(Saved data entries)
----
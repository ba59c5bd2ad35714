use serde::Serialize;
use serde_json::Value;

use super::schema::{ensure_plain_name, Field};
use super::QueryError;

/// Internal bookkeeping never returned unless explicitly part of the document contract.
pub const INTERNAL_KEYS: [&str; 1] = ["revision"];

/// Top-level listing keys a caller may select directly.
const DOCUMENT_KEYS: [&str; 20] = [
    "id",
    "owner_id",
    "title",
    "description",
    "price",
    "listing_type",
    "category",
    "status",
    "is_active",
    "featured",
    "specifications",
    "location",
    "project",
    "amenities",
    "tags",
    "views",
    "likes",
    "expires_at",
    "created_at",
    "updated_at",
];

const ALWAYS_INCLUDED: [&str; 2] = ["id", "score"];

/// Which document keys to return.
#[derive(Debug, Clone, PartialEq, Eq, Serialize)]
#[serde(tag = "mode", content = "keys", rename_all = "snake_case")]
pub enum Projection {
    Default,
    Include(Vec<&'static str>),
    Exclude(Vec<&'static str>),
}

impl Projection {
    /// Trim a serialized document down to the selected keys.
    pub fn apply(&self, document: Value) -> Value {
        let Value::Object(mut map) = document else {
            return document;
        };
        for key in INTERNAL_KEYS {
            map.remove(key);
        }
        match self {
            Projection::Default => {}
            Projection::Include(keys) => {
                map.retain(|key, _| {
                    is_always_included(key) || keys.iter().any(|k| *k == key.as_str())
                });
            }
            Projection::Exclude(keys) => {
                for key in keys {
                    if !is_always_included(key) {
                        map.remove(*key);
                    }
                }
            }
        }
        Value::Object(map)
    }
}

fn is_always_included(key: &str) -> bool {
    ALWAYS_INCLUDED.iter().any(|always| *always == key)
}

/// Parse `fields=title,price` or `fields=-description,-tags`.
pub fn parse(raw: Option<&str>) -> Result<Projection, QueryError> {
    let mut include = Vec::new();
    let mut exclude = Vec::new();

    for entry in raw.unwrap_or_default().split(',').map(str::trim) {
        if entry.is_empty() {
            continue;
        }
        let (excluded, name) = match entry.strip_prefix('-') {
            Some(name) => (true, name),
            None => (false, entry),
        };
        let key = resolve(name)?;
        let target = if excluded { &mut exclude } else { &mut include };
        if !target.contains(&key) {
            target.push(key);
        }
    }

    match (include.is_empty(), exclude.is_empty()) {
        (true, true) => Ok(Projection::Default),
        (false, true) => Ok(Projection::Include(include)),
        (true, false) => Ok(Projection::Exclude(exclude)),
        (false, false) => Err(QueryError::MixedProjection),
    }
}

fn resolve(name: &str) -> Result<&'static str, QueryError> {
    ensure_plain_name(name)?;
    if let Some(key) = DOCUMENT_KEYS.iter().find(|key| **key == name) {
        return Ok(*key);
    }
    match Field::lookup(name)? {
        Some(field) => Ok(field.document_key()),
        None => Err(QueryError::InvalidProjection(name.to_string())),
    }
}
----
Scan the records for the word "QueryError" and copy every line where it is found.

- _ANSWER BOX_
use super::QueryError;
pub fn parse(raw: Option<&str>) -> Result<Projection, QueryError> {
        (false, false) => Err(QueryError::MixedProjection),
fn resolve(name: &str) -> Result<&'static str, QueryError> {
        None => Err(QueryError::InvalidProjection(name.to_string())),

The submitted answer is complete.